[darcs-users] Benchmarking "get"

Stephen J. Turnbull stephen at xemacs.org
Mon Mar 16 04:10:16 UTC 2009


Max Battcher writes:

 > [git] is indeed slower in HTTP gets than darcs 2 with
 > hashed/darcs-2 repos,

That's good progress for Darcs, though not particularly surprising to
me now that the pipelining feature has stabilized.  Note that serious
public git repos (well, at least git.kernel.org and github) use the
git protocol, not HTTP, which is also noticably faster than git HTTP
gets.

 > which was my own surmise given anecdotal experience.  I didn't think to 
 > try a git fast-import of the same repo to do a similar<->similar repo 
 > experiment as you have. Thanks.
 > 
 > I seriously believe that most git users are hugely underestimating the 
 > speeds of their git operations... 

(Oops, parity error.  -> underestimate time cost or overestimate speed)

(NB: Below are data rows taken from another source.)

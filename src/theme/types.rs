use ratatui::style::Color;

use crate::sources::{DEFAULT_API_URL, default_user_agent};
use crate::state::app_state::DEFAULT_MAX_DESCRIPTION_WORDS;

/// Application theme palette used by rendering code.
///
/// All colors are provided as [`ratatui::style::Color`] and are suitable for
/// direct use with widgets and styles.
#[derive(Clone, Copy, Debug, PartialEq, Eq)]
pub struct Theme {
    /// Primary background color for the canvas.
    pub base: Color,
    /// Slightly lighter background layer used behind cards.
    pub mantle: Color,
    /// Darkest background shade, used as text on accent backgrounds.
    pub crust: Color,
    /// Subtle surface color for inactive buttons.
    pub surface1: Color,
    /// Border color for panels.
    pub surface2: Color,
    /// Muted text for labels and disabled buttons.
    pub overlay1: Color,
    /// Muted text for secondary card lines.
    pub overlay2: Color,
    /// Primary foreground text color.
    pub text: Color,
    /// Secondary text for less prominent content.
    pub subtext0: Color,
    /// Tertiary text for descriptions.
    pub subtext1: Color,
    /// Interactive accent: links, focused borders, the active page.
    pub sapphire: Color,
    /// Heading accent.
    pub mauve: Color,
    /// Fork counts and the search affordance label.
    pub green: Color,
    /// Star counts, the language marker and advisory notes.
    pub yellow: Color,
    /// Error banner.
    pub red: Color,
    /// Selection highlight.
    pub lavender: Color,
}

impl Default for Theme {
    /// Catppuccin Mocha.
    fn default() -> Self {
        Self {
            base: Color::Rgb(0x1e, 0x1e, 0x2e),
            mantle: Color::Rgb(0x18, 0x18, 0x25),
            crust: Color::Rgb(0x11, 0x11, 0x1b),
            surface1: Color::Rgb(0x45, 0x47, 0x5a),
            surface2: Color::Rgb(0x58, 0x5b, 0x70),
            overlay1: Color::Rgb(0x7f, 0x84, 0x9c),
            overlay2: Color::Rgb(0x93, 0x99, 0xb2),
            text: Color::Rgb(0xcd, 0xd6, 0xf4),
            subtext0: Color::Rgb(0xa6, 0xad, 0xc8),
            subtext1: Color::Rgb(0xba, 0xc2, 0xde),
            sapphire: Color::Rgb(0x74, 0xc7, 0xec),
            mauve: Color::Rgb(0xcb, 0xa6, 0xf7),
            green: Color::Rgb(0xa6, 0xe3, 0xa1),
            yellow: Color::Rgb(0xf9, 0xe2, 0xaf),
            red: Color::Rgb(0xf3, 0x8b, 0xa8),
            lavender: Color::Rgb(0xb4, 0xbe, 0xfe),
        }
    }
}

/// User-configurable application settings parsed from `settings.conf`.
#[derive(Clone, Debug, PartialEq, Eq)]
pub struct Settings {
    /// Repository search endpoint.
    pub api_url: String,
    /// `User-Agent` header sent with every request.
    pub user_agent: String,
    /// Whether the keybinding hint line is shown at the bottom.
    pub show_keybinds_footer: bool,
    /// Word limit for card descriptions.
    pub max_description_words: usize,
}

impl Default for Settings {
    fn default() -> Self {
        Self {
            api_url: DEFAULT_API_URL.to_string(),
            user_agent: default_user_agent(),
            show_keybinds_footer: true,
            max_description_words: DEFAULT_MAX_DESCRIPTION_WORDS,
        }
    }
}
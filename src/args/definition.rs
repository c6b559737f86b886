//! Command-line argument definition and processing.

use std::path::PathBuf;

use clap::Parser;

use crate::app::RunOptions;

/// gitseek - Search GitHub repositories by stars from the terminal
#[derive(Parser, Debug)]
#[command(name = "gitseek")]
#[command(version)]
#[command(about = "Search GitHub repositories by stars from the terminal", long_about = None)]
pub struct Args {
    /// Search for this term as soon as the UI starts
    #[arg(short, long)]
    pub search: Option<String>,

    /// Set the logging level (trace, debug, info, warn, error)
    #[arg(long, default_value = "info")]
    pub log_level: String,

    /// Enable verbose output (equivalent to --log-level debug)
    #[arg(short, long)]
    pub verbose: bool,

    /// Search endpoint to query instead of the configured one
    #[arg(long)]
    pub api_url: Option<String>,

    /// Configuration directory (default: ~/.config/gitseek)
    #[arg(long)]
    pub config_dir: Option<PathBuf>,
}

impl Args {
    /// What: Extract the options the runtime needs.
    ///
    /// Output:
    /// - [`RunOptions`] carrying the initial search and endpoint override.
    #[must_use]
    pub fn run_options(&self) -> RunOptions {
        RunOptions {
            initial_search: self.search.clone().filter(|s| !s.trim().is_empty()),
            api_url: self.api_url.clone(),
        }
    }
}

/// What: Determine the log level based on command-line arguments.
///
/// Inputs:
/// - `args`: Parsed command-line arguments.
///
/// Output:
/// - Log level string (trace, debug, info, warn, error).
///
/// Details:
/// - Verbose flag overrides the `--log-level` argument.
/// - `RUST_LOG`, when set, is applied on top of this by the subscriber.
#[must_use]
pub fn determine_log_level(args: &Args) -> String {
    if args.verbose {
        "debug".to_string()
    } else {
        args.log_level.clone()
    }
}
use std::fs;
use std::path::Path;

use super::parsing::parse_settings;
use super::paths::settings_path;
use super::types::Settings;

/// What: Load settings from an explicit file.
///
/// Inputs:
/// - `path`: Path to a `settings.conf`.
///
/// Output:
/// - Parsed settings; `Settings::default()` when the file is missing or unreadable.
///
/// Details:
/// - Every diagnostic is logged as a warning with the file path.
pub fn load_settings_from(path: &Path) -> Settings {
    let content = match fs::read_to_string(path) {
        Ok(c) => c,
        Err(e) if e.kind() == std::io::ErrorKind::NotFound => {
            tracing::debug!(path = %path.display(), "no settings file; using defaults");
            return Settings::default();
        }
        Err(e) => {
            tracing::warn!(path = %path.display(), error = %e, "failed to read settings");
            return Settings::default();
        }
    };
    let (settings, diagnostics) = parse_settings(&content);
    for d in diagnostics {
        tracing::warn!(path = %path.display(), "{d}");
    }
    tracing::info!(path = %path.display(), "loaded settings");
    settings
}

/// Load user settings from `<config_dir>/settings.conf`.
/// Falls back to `Settings::default()` when missing or invalid.
pub fn settings() -> Settings {
    load_settings_from(&settings_path())
}

#[cfg(test)]
mod tests {
    use super::*;

    #[test]
    /// What: A missing file yields defaults.
    fn settings_missing_file_defaults() {
        let dir = tempfile::tempdir().expect("tempdir");
        let s = load_settings_from(&dir.path().join("settings.conf"));
        assert_eq!(s, Settings::default());
    }

    #[test]
    /// What: Values in an existing file are applied.
    fn settings_file_is_applied() {
        let dir = tempfile::tempdir().expect("tempdir");
        let path = dir.path().join("settings.conf");
        fs::write(
            &path,
            "# gitseek settings\nmax_description_words = 12\nshow_keybinds_footer = false\n",
        )
        .expect("write settings");
        let s = load_settings_from(&path);
        assert_eq!(s.max_description_words, 12);
        assert!(!s.show_keybinds_footer);
        assert_eq!(s.api_url, Settings::default().api_url);
    }
}
use std::sync::atomic::Ordering;

use crate::state::AppState;

use super::channels::Channels;

/// What: Release runtime resources on exit.
///
/// Inputs:
/// - `app`: Final application state (only logged)
/// - `channels`: Communication channels
///
/// Details:
/// - Signals the event reading thread to exit.
/// - In-flight requests are abandoned; their outcomes have nowhere to go once
///   the receiver is dropped.
pub fn cleanup_on_exit(app: &AppState, channels: &Channels) {
    tracing::debug!(
        term = %app.search_term,
        page = app.current_page,
        in_flight = app.loading,
        "main loop exited"
    );
    channels.event_thread_cancelled.store(true, Ordering::Relaxed);
}
//! Core non-UI logic split into modular submodules.

pub mod format;
pub mod pagination;
pub mod query;

pub use format::{format_count, format_date, truncate_description};
pub use pagination::{MAX_VISIBLE_PAGES, PaginationView, page_window, pagination_view};
pub use query::{change_page, commit_search, next_page, previous_page, send_query};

Don't kid yourself.  git is so fast that I've added an after-save-hook
in Emacs that autocommits *every* time a git-controlled file is saved,
and its activity is imperceptible except for the text update in the
*Shell Command Output* buffer.  And many is the time it has saved me
minutes of thought trying to reconstruct an interrupted thought
process.  The relevant diff is also only a click away in gitk, and
(after 2s for Tcl/Tk to get the window up and load the DAG in the
first place) that too is instantaneous.  I'm not seeing the myriad
commits in the df stats, even.

Then (if needed) git rebase --interactive is not as nice as darcs
record by a long shot, but it's bearable.  Mostly though I use

git-abbreviate-microcommits () {
  if test -n "$1"; then branch=master; else branch=$1; fi
  git-reparent autocommit $branch  # a script using git-filter-branch
  git checkout $branch
  git merge --no-log --no-commit autocommit   # guaranteed fast-forward
  git commit --edit
  git checkout autocommit          # all history is available until
                                   # git-gc --prune, but less accessible
}

which takes an imperceptible amount of time, and back to work.

git is not for everybody, for all the well-known reasons.  But again,
don't kid yourself, git really is that fast in day-to-day operation.
Except for git clone on a remote repo, git almost never takes as much
time to execute a command as it takes me to formulate and type it.
That's as fast as anything *ever* gets.